What you have to do =
Check each line of the listing for the word "hand" and report the ones that have it.
========================================
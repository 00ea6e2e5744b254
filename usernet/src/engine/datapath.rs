//! Moving bytes between the buffers and the host sockets.
//!
//! All host calls are non-blocking and attempted once. A transient failure is zero progress, the
//! reactor tries again when the host socket becomes ready. A hard failure tears the flow down and
//! is returned as `Error::Io`.
use byteorder::{ByteOrder, NetworkEndian};

use crate::addr::Protocol;
use crate::error::{Error, Result};
use crate::host::{Provider, Shutdown};
use crate::socket::{Connect, SocketKey};
use crate::storage::Segments;

use super::{note_queued, Egress, Engine};

/// The outcome of one read from a host socket.
#[derive(Clone, Copy, Debug, PartialEq, Eq, Hash)]
pub enum Progress {
    /// This many bytes were read.
    Moved(usize),
    /// Nothing available right now, or no room to put it.
    Idle,
    /// The host peer finished sending.
    Closed,
}

/// Offset of the identifier in an ICMP echo header.
const ECHO_IDENT: usize = 4;

/// Length of an ICMP echo header.
const ECHO_HEADER: usize = 8;

impl<P: Provider, X: Default> Engine<P, X> {
    /// Fill the receive buffer from the host socket.
    ///
    /// Reads directly into the free space of the buffer with one scatter read. On end of stream
    /// the flow moves on to `Draining` or `HalfClosedRemote`, whatever was buffered before is
    /// still delivered.
    pub fn read_from_peer(&mut self, key: SocketKey) -> Result<Progress> {
        let (now, expire) = (self.now, self.config.expire);
        let socket = self.table.get_mut(key).ok_or(Error::Stale)?;
        if !socket.protocol().is_stream()
            || socket.connect() != Connect::Connected
            || socket.machine.is_remote_closed()
        {
            return Err(Error::Illegal);
        }
        let fd = socket.host.ok_or(Error::Illegal)?;

        if socket.recv.window() == 0 {
            return Ok(Progress::Idle);
        }

        let read = {
            let mut bufs = socket.recv.unfilled_io();
            self.provider.read(fd, &mut bufs)
        };

        match read {
            Ok(0) => {
                let phase = socket.machine.remote_shutdown(!socket.recv.is_empty())?;
                net_debug!("{}: host finished sending, now {:?}", socket.tuple(), phase);
                Ok(Progress::Closed)
            },
            Ok(count) => {
                let count = socket.recv.commit(count);
                socket.refresh(now, expire);
                Ok(Progress::Moved(count))
            },
            Err(errno) if errno.is_transient() => Ok(Progress::Idle),
            Err(errno) => Err(self.fatal(key, errno)),
        }
    }

    /// Drain the send buffer into the host socket.
    ///
    /// Pending urgent bytes go first, as out-of-band data. Returns the number of bytes the host
    /// took, a short write leaves the rest buffered. Once the buffer is empty a deferred write
    /// shutdown is performed.
    pub fn write_to_peer(&mut self, key: SocketKey) -> Result<usize> {
        let (now, expire) = (self.now, self.config.expire);
        let socket = self.table.get_mut(key).ok_or(Error::Stale)?;
        if !socket.protocol().is_stream() {
            return Err(Error::Illegal);
        }
        match socket.connect() {
            Connect::Connected => (),
            Connect::Connecting => return Ok(0),
            _ => return Err(Error::Illegal),
        }
        let fd = socket.host.ok_or(Error::Illegal)?;

        let mut written = 0;
        if socket.urgent > 0 {
            let segments = socket.send.segments().truncate(socket.urgent);
            let head = segments.iter().next().unwrap_or(&[]);
            match self.provider.write_urgent(fd, head) {
                Ok(count) => {
                    let count = socket.send.consume(count);
                    socket.urgent -= count.min(socket.urgent);
                    written += count;
                },
                Err(errno) if errno.is_transient() => (),
                Err(errno) => return Err(self.fatal(key, errno)),
            }
        }

        if socket.urgent == 0 && !socket.send.is_empty() {
            let result = {
                let slices = socket.send.segments().io_slices();
                self.provider.write(fd, &slices)
            };
            match result {
                Ok(count) => written += socket.send.consume(count),
                Err(errno) if errno.is_transient() => (),
                Err(errno) => return Err(self.fatal(key, errno)),
            }
        }

        if written > 0 {
            socket.refresh(now, expire);
        }

        if socket.send.is_empty() && socket.machine.is_write_draining() {
            if let Err(errno) = self.provider.shutdown(fd, Shutdown::Write) {
                net_debug!("{}: shutdown failed: {}", socket.tuple(), errno);
            }
            socket.machine.write_drained();
            let phase = socket.machine.recv_drained(!socket.recv.is_empty());
            net_trace!("{}: send buffer drained, now {:?}", socket.tuple(), phase);
        }

        Ok(written)
    }

    /// Receive one datagram from the host socket and hand it to the guest.
    pub fn receive_from_datagram_peer<E: Egress + ?Sized>(
        &mut self,
        key: SocketKey,
        egress: &mut E,
    ) -> Result<Progress> {
        let (now, expire) = (self.now, self.config.expire);
        let downgrade_after = self.config.downgrade_after;
        let socket = self.table.get_mut(key).ok_or(Error::Stale)?;
        if socket.protocol().is_stream() || socket.connect() != Connect::Connected {
            return Err(Error::Illegal);
        }
        let fd = socket.host.ok_or(Error::Illegal)?;

        let (count, from) = match self.provider.recv_from(fd, &mut self.scratch) {
            Ok(received) => received,
            Err(errno) if errno.is_transient() => return Ok(Progress::Idle),
            Err(errno) => return Err(self.fatal(key, errno)),
        };

        let payload = &mut self.scratch[..count];
        if socket.protocol() == Protocol::Icmp && payload.len() >= ECHO_HEADER {
            if let Some(ident) = socket.icmp_ident {
                NetworkEndian::write_u16(&mut payload[ECHO_IDENT..], ident);
            }
        }

        // Replies from the translated destination appear to come from where the guest sent to.
        let from = if Some(from) == socket.identity.host_foreign {
            socket.identity.tuple.foreign
        } else {
            from
        };

        egress.datagram(key, socket.shaping.class(), from, payload);
        note_queued(socket, downgrade_after);
        socket.refresh(now, expire);
        Ok(Progress::Moved(count))
    }

    /// Send one guest datagram to the flow's host destination.
    ///
    /// Returns the number of bytes sent, zero when the host could not take it right now. Lost
    /// datagrams are not retried.
    pub fn send_to_datagram_peer(&mut self, key: SocketKey, payload: &[u8]) -> Result<usize> {
        let (now, expire) = (self.now, self.config.expire);
        let socket = self.table.get_mut(key).ok_or(Error::Stale)?;
        if socket.protocol().is_stream() || socket.connect() != Connect::Connected {
            return Err(Error::Illegal);
        }
        let fd = socket.host.ok_or(Error::Illegal)?;
        let target = socket.identity.host_foreign.unwrap_or(socket.identity.tuple.foreign);

        if socket.protocol() == Protocol::Icmp {
            if payload.len() < ECHO_HEADER {
                return Err(Error::Illegal);
            }
            socket.icmp_ident = Some(NetworkEndian::read_u16(&payload[ECHO_IDENT..]));
        }

        match self.provider.send_to(fd, payload, target) {
            Ok(count) => {
                socket.refresh(now, expire);
                Ok(count)
            },
            Err(errno) if errno.is_transient() => {
                net_trace!("{}: datagram dropped, host busy", socket.tuple());
                Ok(0)
            },
            Err(errno) => Err(self.fatal(key, errno)),
        }
    }

    /// The received bytes of a flow, as up to two segments, without copying.
    ///
    /// `count()` and `total()` of the result give the number of segments and bytes. Bytes are
    /// removed only by delivering them with [`flush`].
    ///
    /// [`flush`]: struct.Engine.html#method.flush
    pub fn prepare_scatter_gather(&self, key: SocketKey) -> Result<Segments<'_>> {
        let socket = self.table.get(key).ok_or(Error::Stale)?;
        Ok(socket.recv.segments())
    }

    /// Append guest bytes to the send buffer, without writing them to the host yet.
    ///
    /// All or nothing: fails with `Error::BufferFull` and leaves the buffer unchanged when the
    /// data does not fit entirely.
    pub fn refill_send_buffer(&mut self, key: SocketKey, data: &[u8]) -> Result<()> {
        let socket = self.table.get_mut(key).ok_or(Error::Stale)?;
        if !socket.protocol().is_stream() || socket.machine.is_local_closed() {
            return Err(Error::Illegal);
        }
        match socket.connect() {
            Connect::Connecting | Connect::Connected => (),
            _ => return Err(Error::Illegal),
        }

        socket.send.try_write(data).map_err(|full| {
            net_trace!("{}: send buffer full, {} of {} bytes fit",
                socket.tuple(), full.available, data.len());
            Error::BufferFull
        })
    }

    /// Read pending out-of-band data of the host and hand it to the guest.
    pub(super) fn read_urgent<E: Egress + ?Sized>(
        &mut self,
        key: SocketKey,
        egress: &mut E,
    ) -> Result<usize> {
        let socket = self.table.get(key).ok_or(Error::Stale)?;
        let fd = socket.host.ok_or(Error::Illegal)?;

        let mut urgent = [0u8; 64];
        match self.provider.read_urgent(fd, &mut urgent) {
            Ok(count) => {
                egress.urgent(key, &urgent[..count]);
                Ok(count)
            },
            // Out-of-band data already pulled inline, or none.
            Err(_) => Ok(0),
        }
    }
}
========================================
Response area =
    /// Receive one datagram from the host socket and hand it to the guest.
    /// Read pending out-of-band data of the host and hand it to the guest.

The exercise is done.